We think the resistance reflects our social conventions rather than our technical limitations. The technical challenges of safely introducing driverless cars are far more daunting than the technical challenges of introducing bots to manage hypertension and diabetes, yet the prospect of driverless cars seems to be awaited with excitement. We need to solve three problems:
First, the insurance industry-government and commercial-must get better at its job. Because they are ill-equipped to determine whether care was truly needed or appropriately delivered, they use proxy process measures: Was the care face to face? Was the right amount of time spent or the right number of facts documented? Was the right kind of clinician present? Without a measure of what’s good, insurers have found it easier to insist that care be delivered in traditional ways. It’s hard to explore new and potentially better models of care when only old approaches get reimbursed.
Second, state-based regulation of insurance and clinician licensure must be replaced by a system that recognizes that health care is not always best delivered locally. Facilitated self-service creates efficiencies across state lines. It’s likely that occasionally some of Wyoming’s 600,000 residents would benefit from care delivered by someone outside the 1,000 physicians practicing in that state-perhaps by a bot with second-line back up from a nurse or a physician elsewhere. State licensure of physicians and insurance regulations reflect federalist principles harder to justify in a connected world.
Third, we should require the same standards of safety and efficacy for automated approaches to health care that we have come to assume for the safety of pharmaceuticals. Whether that regulation comes from the FDA or elsewhere, it needs to be ramped up to address the volume of potential new approaches. Even if we think a bot can help manage hypertension, it doesn’t mean any bot can do that. The organizations that credential clinicians might find they are well suited to credential robots.

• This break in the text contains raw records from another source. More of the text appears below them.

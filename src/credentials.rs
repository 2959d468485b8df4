//! Random secrets and HS256-signed role tokens bound to a stack's signing secret.

use base64::engine::general_purpose::URL_SAFE_NO_PAD;
use base64::Engine;
use hmac::{Hmac, Mac};
use serde::{Deserialize, Serialize};
use sha2::Sha256;
use thiserror::Error;

type HmacSha256 = Hmac<Sha256>;

const ALPHABET: &[u8; 62] = b"ABCDEFGHIJKLMNOPQRSTUVWXYZabcdefghijklmnopqrstuvwxyz0123456789";
// Largest multiple of 62 that fits in a byte; bytes at or above it are rejected.
const REJECT_FROM: u8 = 248;

pub const TOKEN_ISSUER: &str = "supabase";
pub const TOKEN_AUDIENCE: &str = "authenticated";
pub const TOKEN_LIFETIME_SECS: u64 = 365 * 24 * 60 * 60;

pub const JWT_SECRET_LEN: usize = 64;

#[derive(Debug, Error)]
pub enum TokenError {
    #[error("token must have three dot-separated parts")]
    InvalidFormat,
    #[error("token part is not valid base64url: {0}")]
    InvalidEncoding(String),
    #[error("token signature mismatch")]
    InvalidSignature,
    #[error("token payload is not valid: {0}")]
    InvalidPayload(String),
    #[error("signing key rejected: {0}")]
    InvalidKey(String),
}

#[derive(Debug, Error)]
#[error("random source unavailable: {0}")]
pub struct RandomError(#[from] getrandom::Error);

/// Alphanumeric secret of `len` characters, uniform per character, from the OS random source.
pub fn generate_secret(len: usize) -> Result<String, RandomError> {
    let mut out = String::with_capacity(len);
    let mut buf = [0u8; 64];
    while out.len() < len {
        getrandom::getrandom(&mut buf)?;
        for b in buf {
            if b < REJECT_FROM {
                out.push(ALPHABET[(b % 62) as usize] as char);
                if out.len() == len {
                    break;
                }
            }
        }
    }
    Ok(out)
}

#[derive(Debug, Clone, Copy, PartialEq, Eq, Serialize, Deserialize)]
#[serde(rename_all = "snake_case")]
pub enum Role {
    Anon,
    ServiceRole,
}

impl Role {
    pub fn as_str(self) -> &'static str {
        match self {
            Role::Anon => "anon",
            Role::ServiceRole => "service_role",
        }
    }
}

#[derive(Debug, Clone, PartialEq, Eq, Serialize, Deserialize)]
pub struct Claims {
    pub role: Role,
    pub iss: String,
    pub aud: String,
    pub iat: u64,
    pub exp: u64,
}

impl Claims {
    pub fn new(role: Role, issued_at_ms: u64) -> Self {
        let iat = issued_at_ms / 1000;
        Self {
            role,
            iss: TOKEN_ISSUER.to_string(),
            aud: TOKEN_AUDIENCE.to_string(),
            iat,
            exp: iat + TOKEN_LIFETIME_SECS,
        }
    }
}

#[derive(Serialize)]
struct Header {
    alg: &'static str,
    typ: &'static str,
}

const HEADER: Header = Header {
    alg: "HS256",
    typ: "JWT",
};

fn mac_for(secret: &str) -> Result<HmacSha256, TokenError> {
    HmacSha256::new_from_slice(secret.as_bytes()).map_err(|e| TokenError::InvalidKey(e.to_string()))
}

fn encode_json<T: Serialize>(value: &T) -> Result<String, TokenError> {
    let bytes =
        serde_json::to_vec(value).map_err(|e| TokenError::InvalidPayload(e.to_string()))?;
    Ok(URL_SAFE_NO_PAD.encode(bytes))
}

/// Compact `header.payload.signature` token carrying `role`, signed with `secret`.
pub fn issue_token(role: Role, secret: &str, issued_at_ms: u64) -> Result<String, TokenError> {
    let header_part = encode_json(&HEADER)?;
    let payload_part = encode_json(&Claims::new(role, issued_at_ms))?;
    let signing_input = format!("{header_part}.{payload_part}");
    let mut mac = mac_for(secret)?;
    mac.update(signing_input.as_bytes());
    let sig = mac.finalize().into_bytes();
    Ok(format!("{signing_input}.{}", URL_SAFE_NO_PAD.encode(sig)))
}

/// Check the signature with `secret` and return the decoded claims. Expiry is not enforced.
pub fn verify_token(token: &str, secret: &str) -> Result<Claims, TokenError> {
    let mut parts = token.split('.');
    let (Some(header_part), Some(payload_part), Some(sig_part), None) =
        (parts.next(), parts.next(), parts.next(), parts.next())
    else {
        return Err(TokenError::InvalidFormat);
    };
    let expected = URL_SAFE_NO_PAD
        .decode(sig_part)
        .map_err(|e| TokenError::InvalidEncoding(e.to_string()))?;
    let mut mac = mac_for(secret)?;
    mac.update(header_part.as_bytes());
    mac.update(b".");
    mac.update(payload_part.as_bytes());
    mac.verify_slice(&expected)
        .map_err(|_| TokenError::InvalidSignature)?;

    let payload = URL_SAFE_NO_PAD
        .decode(payload_part)
        .map_err(|e| TokenError::InvalidEncoding(e.to_string()))?;
    serde_json::from_slice(&payload).map_err(|e| TokenError::InvalidPayload(e.to_string()))
}

/// The two bearer tokens, always issued together from one secret.
#[derive(Debug, Clone, PartialEq, Eq)]
pub struct TokenPair {
    pub anon_key: String,
    pub service_role_key: String,
}

impl TokenPair {
    pub fn issue(secret: &str, issued_at_ms: u64) -> Result<Self, TokenError> {
        Ok(Self {
            anon_key: issue_token(Role::Anon, secret, issued_at_ms)?,
            service_role_key: issue_token(Role::ServiceRole, secret, issued_at_ms)?,
        })
    }
}

#[derive(Debug, Error)]
pub enum CredentialError {
    #[error(transparent)]
    Random(#[from] RandomError),
    #[error(transparent)]
    Token(#[from] TokenError),
}

/// Every secret a new stack needs.
#[derive(Debug, Clone)]
pub struct CredentialSet {
    pub jwt_secret: String,
    pub tokens: TokenPair,
    pub postgres_password: String,
    pub dashboard_password: String,
    pub secret_key_base: String,
    pub vault_enc_key: String,
    pub pg_meta_crypto_key: String,
    pub logflare_public_token: String,
    pub logflare_private_token: String,
}

impl CredentialSet {
    pub fn generate(issued_at_ms: u64) -> Result<Self, CredentialError> {
        let jwt_secret = generate_secret(JWT_SECRET_LEN)?;
        let tokens = TokenPair::issue(&jwt_secret, issued_at_ms)?;
        Ok(Self {
            tokens,
            jwt_secret,
            postgres_password: generate_secret(32)?,
            dashboard_password: generate_secret(16)?,
            secret_key_base: generate_secret(64)?,
            vault_enc_key: generate_secret(32)?,
            pg_meta_crypto_key: generate_secret(32)?,
            logflare_public_token: generate_secret(64)?,
            logflare_private_token: generate_secret(64)?,
        })
    }
}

If there is a fourth problem, it is our sense of nostalgia. Norman Rockwell’s paintings of what he saw as wholesome and right reflected a time when doctors attended to the whole family, knew some from the cradle and some into the grave, and were paid with a basket of eggs. Facilitated self-service health care doesn’t challenge the appeal of this image, but it does shift it toward those elements of care that can’t as easily be handled by machine.
The health care changes we want, or at least the opportunities to try them, are held back by a combination of technical limitations and social conventions. But our social conventions present the greater obstacles. The lesson from other industries is that transformational change requires productivity change. And in health care that means we must find ways to move past approaches to facilitate care with doctors toward approaches that facilitate care without them.